送信分隊には高等工業出の分隊長と、大学工学部卒の上等兵である私であるが、私も専門ではない。4つある受信分隊の分隊長は、高等工業出の乙種幹部候補生の伍長ばかり。兵隊の中の技術者といえば4個分隊に大学出1人、無線を知らない高等工業出3人である。先生はK少尉一人だけで、自分で勉強するしかありません。私達5人は助け合って勉強しました。

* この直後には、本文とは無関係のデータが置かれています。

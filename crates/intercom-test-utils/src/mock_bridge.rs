//! wiremock-backed media bridge.
//!
//! Serves the conference collection under `/conferences` and answers
//! allocate, configure and expire actions on endpoint URLs.
//!
//! # Example
//!
//! ```rust,ignore
//! let bridge = MockBridgeServer::start().await;
//! bridge.mount_conference_allocation("conf-1").await;
//! bridge.mount_endpoint_actions().await;
//!
//! let client = BridgeClient::new(&bridge.conferences_url(), None)?;
//! ```

use crate::fixtures::bridge_endpoint_json;
use serde_json::{json, Value};
use wiremock::matchers::{body_partial_json, method, path, path_regex};
use wiremock::{Mock, MockServer, ResponseTemplate};

pub const CONFERENCES_PATH: &str = "/conferences";

/// A running mock bridge.
pub struct MockBridgeServer {
    server: MockServer,
}

impl MockBridgeServer {
    pub async fn start() -> Self {
        Self {
            server: MockServer::start().await,
        }
    }

    /// Base URL to hand to `BridgeClient::new`.
    pub fn conferences_url(&self) -> String {
        format!("{}{}", self.server.uri(), CONFERENCES_PATH)
    }

    pub fn server(&self) -> &MockServer {
        &self.server
    }

    /// `POST /conferences` returns `{"id": conference_id}`.
    pub async fn mount_conference_allocation(&self, conference_id: &str) {
        Mock::given(method("POST"))
            .and(path(CONFERENCES_PATH))
            .respond_with(ResponseTemplate::new(200).set_body_json(json!({ "id": conference_id })))
            .mount(&self.server)
            .await;
    }

    /// `GET /conferences` returns `conference_ids`.
    pub async fn mount_conference_list(&self, conference_ids: &[&str]) {
        Mock::given(method("GET"))
            .and(path(CONFERENCES_PATH))
            .respond_with(ResponseTemplate::new(200).set_body_json(json!(conference_ids)))
            .mount(&self.server)
            .await;
    }

    /// `GET /conferences/{id}` returns `statuses`.
    pub async fn mount_conference_detail(&self, conference_id: &str, statuses: Vec<Value>) {
        Mock::given(method("GET"))
            .and(path(format!("{CONFERENCES_PATH}/{conference_id}")))
            .respond_with(ResponseTemplate::new(200).set_body_json(Value::Array(statuses)))
            .mount(&self.server)
            .await;
    }

    /// Endpoint allocation returns [`bridge_endpoint_json`]; configure and
    /// expire succeed with an empty body.
    pub async fn mount_endpoint_actions(&self) {
        self.mount_endpoint_action("allocate", ResponseTemplate::new(200).set_body_json(bridge_endpoint_json()))
            .await;
        self.mount_endpoint_action("configure", ResponseTemplate::new(200))
            .await;
        self.mount_endpoint_action("expire", ResponseTemplate::new(200))
            .await;
    }

    /// Respond to `action` on any endpoint URL with `response`.
    pub async fn mount_endpoint_action(&self, action: &str, response: ResponseTemplate) {
        Mock::given(method("POST"))
            .and(path_regex(format!(r"^{CONFERENCES_PATH}/[^/]+/[^/]+$")))
            .and(body_partial_json(json!({ "action": action })))
            .respond_with(response)
            .mount(&self.server)
            .await;
    }

    /// Bodies of every request received with the given `action`.
    pub async fn received_actions(&self, action: &str) -> Vec<Value> {
        self.server
            .received_requests()
            .await
            .unwrap_or_default()
            .into_iter()
            .filter_map(|request| serde_json::from_slice::<Value>(&request.body).ok())
            .filter(|body| body.get("action").and_then(Value::as_str) == Some(action))
            .collect()
    }
}
//! Common utilities and types shared across the intercom crates.

#![warn(clippy::pedantic)]

/// Module for identifier newtypes (productions, lines, sessions)
pub mod types;

/// Module for secret types that prevent accidental logging
pub mod secret;
#[cfg(test)]
#[allow(clippy::unwrap_used, clippy::expect_used)]
mod tests {
    use super::*;
    use serde_json::json;

    fn allocated_json() -> serde_json::Value {
        json!({
            "bundle-transport": {
                "ice": {
                    "ufrag": "bridgeUfrag",
                    "pwd": "bridgePwd",
                    "candidates": [{
                        "generation": 0,
                        "component": 1,
                        "protocol": "udp",
                        "port": 10000,
                        "ip": "192.0.2.10",
                        "foundation": "716437133",
                        "priority": 2_130_706_431u32,
                        "type": "host",
                        "network": 1
                    }]
                },
                "dtls": { "setup": "actpass", "type": "sha-256", "hash": "AB:CD" }
            },
            "audio": {
                "ssrcs": [1111, "2222"],
                "payload-type": {
                    "id": 111,
                    "name": "opus",
                    "clockrate": 48000,
                    "channels": 2,
                    "parameters": { "minptime": "10", "useinbandfec": 1 },
                    "rtcp-fbs": []
                },
                "rtp-hdrexts": [{ "id": 1, "uri": "urn:ietf:params:rtp-hdrext:ssrc-audio-level" }]
            },
            "data": { "port": 5000 }
        })
    }

    #[test]
    fn test_endpoint_description_deserializes_with_coercion() {
        let description: EndpointDescription = serde_json::from_value(allocated_json()).unwrap();

        let audio = description.audio.as_ref().unwrap();
        assert_eq!(audio.ssrcs, vec![1111, 2222]);
        assert_eq!(audio.payload_type.id, 111);
        assert_eq!(
            audio.payload_type.parameters.get("useinbandfec"),
            Some(&ParamValue::from("1"))
        );
        assert_eq!(description.bundle_transport.ice.candidates.len(), 1);
        assert_eq!(description.data.as_ref().unwrap().port, 5000);
        assert!(description.video.is_none());
    }

    #[test]
    fn test_endpoint_description_requires_transport() {
        let result: Result<EndpointDescription, _> =
            serde_json::from_value(json!({ "audio": allocated_json()["audio"] }));
        assert!(result.is_err());
    }

    #[test]
    fn test_video_source_without_feedback_omits_key() {
        let source = VideoSource {
            main: 200,
            feedback: None,
        };
        let json = serde_json::to_value(source).unwrap();
        assert_eq!(json, json!({ "main": 200 }));
    }

    #[test]
    fn test_allocate_request_shape() {
        let request = AllocateEndpointRequest::from(&EndpointAllocation::audio_with_data(60));
        let json = serde_json::to_value(&request).unwrap();

        assert_eq!(json["action"], "allocate");
        assert_eq!(json["bundle-transport"]["ice-controlling"], true);
        assert_eq!(json["bundle-transport"]["sdes"], false);
        assert_eq!(json["audio"]["relay-type"], "ssrc-rewrite");
        assert_eq!(json["audio"]["ssrcs"], json!([]));
        assert_eq!(json["video"]["ssrcs"], json!([]));
        assert_eq!(json["data"], json!({}));
        assert_eq!(json["idleTimeout"], 60);
    }

    #[test]
    fn test_configure_request_injects_action() {
        let description: EndpointDescription = serde_json::from_value(allocated_json()).unwrap();
        let request = ConfigureEndpointRequest {
            action: "configure",
            description: &description,
        };
        let json = serde_json::to_value(&request).unwrap();

        assert_eq!(json["action"], "configure");
        assert_eq!(json["audio"]["ssrcs"], json!([1111, 2222]));
        assert_eq!(json["bundle-transport"]["ice"]["ufrag"], "bridgeUfrag");
    }

    #[test]
    fn test_relay_type_wire_names() {
        assert_eq!(
            serde_json::to_string(&RelayType::SsrcRewrite).unwrap(),
            "\"ssrc-rewrite\""
        );
        assert_eq!(RelayType::Forwarder.as_str(), "forwarder");
        assert_eq!(RelayType::Mixed.as_str(), "mixed");
    }

    #[test]
    fn test_endpoint_status_failure_detection() {
        let status: EndpointStatus = serde_json::from_value(json!({
            "id": "ep-1",
            "iceState": "FAILED",
            "dtlsState": "CONNECTED"
        }))
        .unwrap();
        assert!(status.is_failed());
        assert!(!status.is_dominant_speaker);
    }
}
//! End-to-end tests: real HTTP server, real bridge client, wiremock bridge.

// Test code is allowed to use expect/unwrap for assertions
#![allow(clippy::unwrap_used, clippy::expect_used, clippy::indexing_slicing)]

use anyhow::Result;
use intercom_service::bridge::BridgeClient;
use intercom_test_utils::{MockBridgeServer, TestIntercomServer, WHIP_AUDIO_OFFER};
use serde_json::{json, Value};
use std::sync::Arc;

async fn spawn() -> Result<(TestIntercomServer, MockBridgeServer)> {
    let bridge = MockBridgeServer::start().await;
    bridge.mount_conference_allocation("conf-1").await;
    bridge.mount_conference_list(&["conf-1"]).await;
    bridge.mount_endpoint_actions().await;

    let client = BridgeClient::new(&bridge.conferences_url(), None)?;
    let server = TestIntercomServer::spawn(Arc::new(client)).await?;
    Ok((server, bridge))
}

async fn create_production(server: &TestIntercomServer) -> Result<(String, String)> {
    let body: Value = reqwest::Client::new()
        .post(format!("{}/api/v1/productions", server.url()))
        .json(&json!({ "name": "Show", "lines": [{ "name": "Studio" }] }))
        .send()
        .await?
        .json()
        .await?;
    Ok((
        body["id"].as_str().unwrap().to_string(),
        body["lines"][0]["id"].as_str().unwrap().to_string(),
    ))
}

#[tokio::test]
async fn test_whip_ingest_against_bridge() -> Result<()> {
    let (server, bridge) = spawn().await?;
    let (production_id, line_id) = create_production(&server).await?;

    let response = reqwest::Client::new()
        .post(format!(
            "{}/whip/productions/{production_id}/lines/{line_id}?username=camera",
            server.url()
        ))
        .header("content-type", "application/sdp")
        .body(WHIP_AUDIO_OFFER)
        .send()
        .await?;

    assert_eq!(response.status(), 201);
    let location = response
        .headers()
        .get("location")
        .unwrap()
        .to_str()?
        .to_string();
    let answer = response.text().await?;

    // The answer carries the bridge's transport.
    assert!(answer.contains("a=ice-ufrag:bridgeufrag"));
    assert!(answer.contains("a=fingerprint:sha-256 11:22:33:44"));
    assert!(answer.contains("a=candidate:1 1 udp 2130706431 203.0.113.10 10000 typ host"));

    // The configure call carries the client's.
    let configures = bridge.received_actions("configure").await;
    assert_eq!(configures.len(), 1);
    let configure = &configures[0];
    assert_eq!(configure["audio"]["ssrcs"], json!([555]));
    assert_eq!(configure["audio"]["payload-type"]["id"], 111);
    assert_eq!(configure["bundle-transport"]["ice"]["ufrag"], "abc");
    assert_eq!(configure["bundle-transport"]["dtls"]["hash"], "AA:BB");

    let deleted = reqwest::Client::new()
        .delete(format!("{}{location}", server.url()))
        .send()
        .await?;
    assert_eq!(deleted.status(), 200);
    assert_eq!(bridge.received_actions("expire").await.len(), 1);
    Ok(())
}

#[tokio::test]
async fn test_conference_is_reused_while_bridge_lists_it() -> Result<()> {
    let (server, bridge) = spawn().await?;
    let (production_id, line_id) = create_production(&server).await?;
    let client = reqwest::Client::new();
    let uri = format!(
        "{}/api/v1/productions/{production_id}/lines/{line_id}/conference",
        server.url()
    );

    for _ in 0..3 {
        let body: Value = client.post(&uri).send().await?.json().await?;
        assert_eq!(body["conferenceId"], "conf-1");
    }

    let allocations = bridge
        .server()
        .received_requests()
        .await
        .unwrap()
        .into_iter()
        .filter(|r| r.method.as_str() == "POST" && r.url.path() == "/conferences")
        .count();
    assert_eq!(allocations, 1);
    Ok(())
}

私も今まで1回もいじったことのな送信機を仕様書で一所懸命に勉強しました。その結果、皆送信も受信も何とかこなしていました。私もアマチュア精神だけで頑張りました。そして、隊内でただ一人送信機をいじり、直せる技術者になりました。

[対応力無い日本軍] 

送信アンテナは中国重慶・昆明飛行場の方向に向けてありますが、戦争中この警戒網に引っかかったのはただ1回でした。中国はわれわれの陣地を知っているのでしょう。われわれの電波を避けて満州の上空を飛び、朝鮮の上空1万mを飛び、我々の電波に送られて、悠々と帰っていきます。

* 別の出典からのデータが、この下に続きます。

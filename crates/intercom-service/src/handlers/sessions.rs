//! Broker-offered session handlers.
//!
//! - `POST /api/v1/sessions` - Create session, returns the SDP offer
//! - `PATCH /api/v1/sessions/{id}` - Submit the client's SDP answer
//! - `DELETE /api/v1/sessions/{id}` - End session
//! - `GET /api/v1/heartbeat/{id}` - Keep session alive (410 once gone)

use super::parse_json;
use crate::errors::IntercomError;
use crate::routes::AppState;
use axum::{
    body::Bytes,
    extract::{Path, State},
    http::StatusCode,
    Json,
};
use common::types::{LineId, ProductionId, SessionId};
use serde::{Deserialize, Serialize};
use std::sync::Arc;
use tracing::instrument;

#[derive(Debug, Deserialize)]
#[serde(rename_all = "camelCase")]
pub struct CreateSessionRequest {
    pub production_id: ProductionId,
    pub line_id: LineId,
    pub username: String,
}

#[derive(Debug, Serialize)]
#[serde(rename_all = "camelCase")]
pub struct CreateSessionResponse {
    pub session_id: SessionId,
    pub sdp: String,
}

#[derive(Debug, Deserialize)]
#[serde(rename_all = "camelCase")]
pub struct SubmitAnswerRequest {
    pub sdp_answer: String,
}

#[instrument(skip_all, name = "intercom.session.create")]
pub async fn create_session(
    State(state): State<Arc<AppState>>,
    body: Bytes,
) -> Result<(StatusCode, Json<CreateSessionResponse>), IntercomError> {
    let request: CreateSessionRequest = parse_json(&body)?;
    let offer = state
        .orchestrator
        .create_session_offer(request.production_id, request.line_id, &request.username)
        .await?;

    Ok((
        StatusCode::CREATED,
        Json(CreateSessionResponse {
            session_id: offer.session_id,
            sdp: offer.sdp,
        }),
    ))
}

#[instrument(skip_all, name = "intercom.session.answer", fields(session_id = %session_id))]
pub async fn submit_answer(
    State(state): State<Arc<AppState>>,
    Path(session_id): Path<SessionId>,
    body: Bytes,
) -> Result<StatusCode, IntercomError> {
    let request: SubmitAnswerRequest = parse_json(&body)?;
    state
        .orchestrator
        .submit_answer(session_id, &request.sdp_answer)
        .await?;
    Ok(StatusCode::NO_CONTENT)
}

#[instrument(skip_all, name = "intercom.session.delete", fields(session_id = %session_id))]
pub async fn delete_session(
    State(state): State<Arc<AppState>>,
    Path(session_id): Path<SessionId>,
) -> Result<StatusCode, IntercomError> {
    state.orchestrator.delete_session(session_id).await?;
    Ok(StatusCode::NO_CONTENT)
}

pub async fn heartbeat(
    State(state): State<Arc<AppState>>,
    Path(session_id): Path<SessionId>,
) -> Result<&'static str, IntercomError> {
    state.orchestrator.heartbeat(session_id)?;
    Ok("OK")
}

#[cfg(test)]
#[allow(clippy::unwrap_used, clippy::expect_used)]
mod tests {
    use super::*;

    #[test]
    fn test_create_request_requires_uuid_ids() {
        let bad = serde_json::from_str::<CreateSessionRequest>(
            r#"{"productionId":"1","lineId":"2","username":"a"}"#,
        );
        assert!(bad.is_err());
    }

    #[test]
    fn test_answer_request_field_name() {
        let request: SubmitAnswerRequest =
            serde_json::from_str(r#"{"sdpAnswer":"v=0\r\n"}"#).unwrap();
        assert_eq!(request.sdp_answer, "v=0\r\n");
    }
}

これを迎え撃つ高射砲は1万mがやっとの高度しか届かないのでだめ。我々の隣から飛び立つ飛行機は練習機の「赤とんぼ」で、それも空中退避が目的です。これでは戦闘になりません。警戒は完璧でも戦闘能力はゼロです。悔しいというよりか、まったく情けない日本軍です。

陸軍95式練習機 通称「赤とんぼ」 (ソリッドモデル)--- 小西製作所ホームページより

※注釈

1.朝鮮は現在38度線以南が「大韓民国(韓国)」以北が「北朝鮮人民民主主義共和国(北朝鮮)」となっているが、戦前の出来事であり呼称は当時にならった。

2.日本軍のレーダー
敵機や敵艦を遠距離から捕捉するレーダーは、開戦時から日本の技術力が劣っていたことはわかっていた。このため、戦時中も陸海軍がそれぞれ直接、あるいは電子機器メーカー、公的な研究所に依頼して開発させたが、最後まで欧米のレベルには及ばなかった。この研究に多くのハムが関わっている。

3.赤紙
徴兵制度のあった戦前は、軍隊への召集令状は何種類かあり「臨時召集」や「充員召集」は赤い紙に印刷され「○月○日○時までに○○に出頭せよ」と記されていた。このため召集令状を俗称で赤紙と呼んだ。ほかに、白紙、青紙の召集令状もあった。

4.赤とんぼ
陸軍の95式中間練習機。練習機と実機との操縦格差が広がりすぎたことから初歩練習機より操縦レベルの高い中間練習機として開発された複葉機。オレンジ色をしていたことから「赤とんぼ」といわれた。陸軍航空兵の多くがこの練習機で教育を受けた。